Major Brown was, I have said, a successful soldier, but by no means an enthusiastic one. So far from regretting his retirement on half-pay, it was with delight that he took a small, neat villa, very like a doll's house, and devoted the rest of his life to pansies and weak tea. The thought that battles were over when he had once hung up his sword in the little front hall (along with two patent stew-pots and a bad water-color), and betaken himself instead to wielding the rake in his little sunlit garden, was to him like having come into a harbor in heaven. He was Dutch-like and precise in his taste in gardening, and had, perhaps, some tendency to drill his flowers like soldiers. He was one of those men who are capable of putting four umbrellas in the stand rather than three, so that two may lean one way and two an other; he saw life like a pattern in a freehand drawing-book. And assuredly he would not have believed, or even understood, any one who had told him that within a few yards of his brick paradise he was destined to be caught in a whirlpool of incredible adventures such as he had never seen or dreamed of in the horrible jungle or the heart of battle.
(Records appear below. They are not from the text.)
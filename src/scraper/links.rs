use crate::core::utils::ErrorUtils;
use scraper::{Html, Selector};
use std::collections::HashSet;

const EXCLUDED_EXTENSIONS: &[&str] = &[
    ".png", ".jpg", ".jpeg", ".gif", ".svg", ".webp", ".ico", ".css", ".js", ".pdf", ".zip",
    ".doc", ".docx", ".xls", ".xlsx", ".mp4", ".mp3", ".avi", ".woff", ".woff2", ".ttf", ".eot",
];

const EXCLUDED_PATH_PATTERNS: &[&str] = &[
    "/wp-content/", "/assets/", "/static/", "/media/", "/uploads/", "/images/", "/img/", "/css/",
    "/js/", "/fonts/",
];

/// Same-origin anchors extracted from `html`, filtered and deduplicated, capped at
/// `max_links` (§4.7 step 6).
pub fn extract_same_origin_links(html: &str, base_url: &str, max_links: usize) -> Vec<String> {
    let Ok(base) = url::Url::parse(base_url) else {
        return Vec::new();
    };
    let document = Html::parse_document(html);
    let Ok(anchor) = Selector::parse("a[href]") else {
        return Vec::new();
    };

    let mut seen = HashSet::new();
    let mut links = Vec::new();

    for element in document.select(&anchor) {
        let Some(href) = element.value().attr("href") else {
            continue;
        };
        let Ok(resolved) = base.join(href) else {
            continue;
        };
        if resolved.host_str() != base.host_str() {
            continue;
        }
        if !matches!(resolved.scheme(), "http" | "https") {
            continue;
        }

        let path_lower = resolved.path().to_lowercase();
        if EXCLUDED_EXTENSIONS.iter().any(|ext| path_lower.ends_with(ext)) {
            continue;
        }
        if EXCLUDED_PATH_PATTERNS.iter().any(|pat| path_lower.contains(pat)) {
            continue;
        }

        let normalized = ErrorUtils::normalize_url(resolved.as_str());
        if seen.insert(normalized.clone()) {
            links.push(normalized);
        }
        if links.len() >= max_links {
            break;
        }
    }

    links
}

/// Visible text of the document with scripts/styles/noscript removed and whitespace
/// collapsed — the extraction half of the Chunker's preprocessing contract (§4.8).
pub fn extract_visible_text(html: &str) -> String {
    let document = Html::parse_document(html);
    let Ok(strip) = Selector::parse("script, style, noscript") else {
        return String::new();
    };
    let excluded: HashSet<_> = document.select(&strip).map(|el| el.id()).collect();

    let raw: String = document
        .tree
        .nodes()
        .filter(|node| node.value().is_text())
        .filter(|node| !node.ancestors().any(|a| excluded.contains(&a.id())))
        .filter_map(|node| node.value().as_text().map(|t| t.as_ref()))
        .collect::<Vec<_>>()
        .join(" ");

    raw.split_whitespace().collect::<Vec<_>>().join(" ")
}

#[cfg(test)]
mod tests {
    use super::*;

    #[test]
    fn extracts_only_same_origin_http_links() {
        let html = r#"
            <a href="/about">About</a>
            <a href="https://other.example.com/page">Other</a>
            <a href="mailto:hi@example.com">Mail</a>
            <a href="/docs/file.pdf">PDF</a>
        "#;
        let links = extract_same_origin_links(html, "https://example.com", 50);
        assert_eq!(links, vec!["https://example.com/about"]);
    }

    #[test]
    fn deduplicates_and_caps_at_max_links() {
        let html = (0..10)
            .map(|i| format!(r#"<a href="/page{}">p</a><a href="/page{}">dup</a>"#, i, i))
            .collect::<String>();
        let links = extract_same_origin_links(&html, "https://example.com", 5);
        assert_eq!(links.len(), 5);
    }

    #[test]
    fn excludes_asset_path_patterns() {
        let html = r#"<a href="/static/app.html">asset</a><a href="/contact">contact</a>"#;
        let links = extract_same_origin_links(html, "https://example.com", 50);
        assert_eq!(links, vec!["https://example.com/contact"]);
    }

    #[test]
    fn strips_script_and_style_text() {
        let html = r#"<html><body><script>var x = 1;</script><style>.a{}</style><p>Hello world</p></body></html>"#;
        let text = extract_visible_text(html);
        assert_eq!(text, "Hello world");
    }
}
One certain bright and windy afternoon, the major, attired in his usual faultless manner, had set out for his usual constitutional. In crossing from one great residential thoroughfare to another, he happened to pass along one of those aimless-looking lanes which lie along the back-garden walls of a row of mansions, and which in their empty and discolored appearance give one an odd sensation as of being behind the scenes of a theatre. But mean and sulky as the scene might be in the eyes of most of us, it was not altogether so in the major's, for along the coarse gravel footway was coming a thing which was to him what the passing of a religious procession is to a devout person. A large, heavy man, with fish-blue eyes and a ring of irradiating red beard, was pushing before him a barrow which was ablaze with incomparable flowers. There were splendid specimens of almost every order, but the major's own favorite pansies predominated. The major stopped and fell into conversation, and then into bargaining. He treated the man after the manner of collectors and other mad men—that is to say, he carefully and with a sort of anguish selected the best roots from the less excellent, praised some, disparaged others, made a subtle scale ranging from a thrilling worth and rarity to a degraded insignificance, and then bought them all. The man was just pushing off his barrow when he stopped and came close to the major.
"I'll tell you what, sir," he said. "If you're interested in them things, you just get on to that wall.
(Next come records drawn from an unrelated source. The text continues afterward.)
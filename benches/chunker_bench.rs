use bizcrawl_engine::{chunk_pages, ChunkerConfig};
use criterion::{black_box, criterion_group, criterion_main, Criterion};

fn sample_page(lines: usize) -> String {
    (0..lines)
        .map(|i| format!("line number {i} with some filler words to pad out the content a bit"))
        .collect::<Vec<_>>()
        .join("\n")
}

fn benchmark_small_page(c: &mut Criterion) {
    let text = sample_page(40);
    let pages = [("https://a.example.com", text.as_str())];
    let config = ChunkerConfig::default();

    c.bench_function("chunk_pages_small_page", |b| {
        b.iter(|| black_box(chunk_pages(black_box(&pages), black_box(&config))))
    });
}

fn benchmark_large_page_many_chunks(c: &mut Criterion) {
    let text = sample_page(5_000);
    let pages = [("https://a.example.com", text.as_str())];
    let config = ChunkerConfig { max_chunk_tokens: 500, ..ChunkerConfig::default() };

    c.bench_function("chunk_pages_large_page_500_token_budget", |b| {
        b.iter(|| black_box(chunk_pages(black_box(&pages), black_box(&config))))
    });
}

fn benchmark_multi_page_scrape(c: &mut Criterion) {
    let urls: Vec<String> = (0..10).map(|i| format!("https://site{i}.example.com")).collect();
    let bodies: Vec<String> = (0..10).map(|_| sample_page(200)).collect();
    let pages: Vec<(&str, &str)> = urls.iter().zip(bodies.iter()).map(|(u, b)| (u.as_str(), b.as_str())).collect();
    let config = ChunkerConfig::default();

    c.bench_function("chunk_pages_ten_page_scrape", |b| {
        b.iter(|| black_box(chunk_pages(black_box(&pages), black_box(&config))))
    });
}

criterion_group!(
    benches,
    benchmark_small_page,
    benchmark_large_page_many_chunks,
    benchmark_multi_page_scrape
);
criterion_main!(benches);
"On the wall!" cried the scandalized major, whose conventional soul quailed within him at the thought of such fantastic trespass.
"Finest show of yellow pansies in England in that there garden, sir," hissed the tempter. "I'll help you up, sir."
How it happened no one will ever know, but that positive enthusiasm of the major's life triumphed over all its negative traditions, and with an easy leap and swing that showed that he was in no need of physical assistance, he stood on the wall at the end of the strange garden. The second after, the flapping of the frock-coat at his knees made him feel inexpressibly a fool. But the next instant all such trifling sentiments were swallowed up by the most appalling shock of surprise the old soldier had ever felt in all his bold and wandering existence. His eyes fell upon the garden, and there across a large bed in the centre of the lawn was a vast pattern of pansies; they were splendid flowers, but for once it was not their horticultural aspects that Major Brown beheld, for the pansies were arranged in gigantic capital letters so as to form the sentence
"DEATH TO MAJOR BROWN"
A kindly looking old man with white whiskers was watering them.
Brown looked sharply back at the road behind him; the man with the barrow had suddenly vanished. Then he looked again at the lawn with its incredible inscription. Another man might have thought he had gone mad, but Brown did not. When romantic ladies gushed over his V. C. and his military exploits, he sometimes felt himself to be a painfully prosaic person, but by the same token he knew he was incurably sane. Another man, again, might have thought himself a victim of a passing practical joke, but Brown could not easily believe this. He knew from his own quaint learning that the garden arrangement was an elaborate and expensive one; he thought it extravagantly improbable that any one would pour out money like water for a joke against him. Having no explanation whatever to offer, he admitted the fact to himself, like a clearheaded man, and waited as he would have done in the presence of a man with six legs.
At this moment the stout old man with white whiskers looked up, and the watering-can fell from his hand, shooting a swirl of water down the gravel path.
"Who on earth are you?" he gasped, trembling violently.
"I am Major Brown," said that individual, who was always cool in the hour of action.
The old man gaped helplessly like some monstrous fish. At last he stammered wildly, "Come down—come down here!"
"At your service," said the major, and alighted at a bound on the grass beside him, without disarranging his silk hat.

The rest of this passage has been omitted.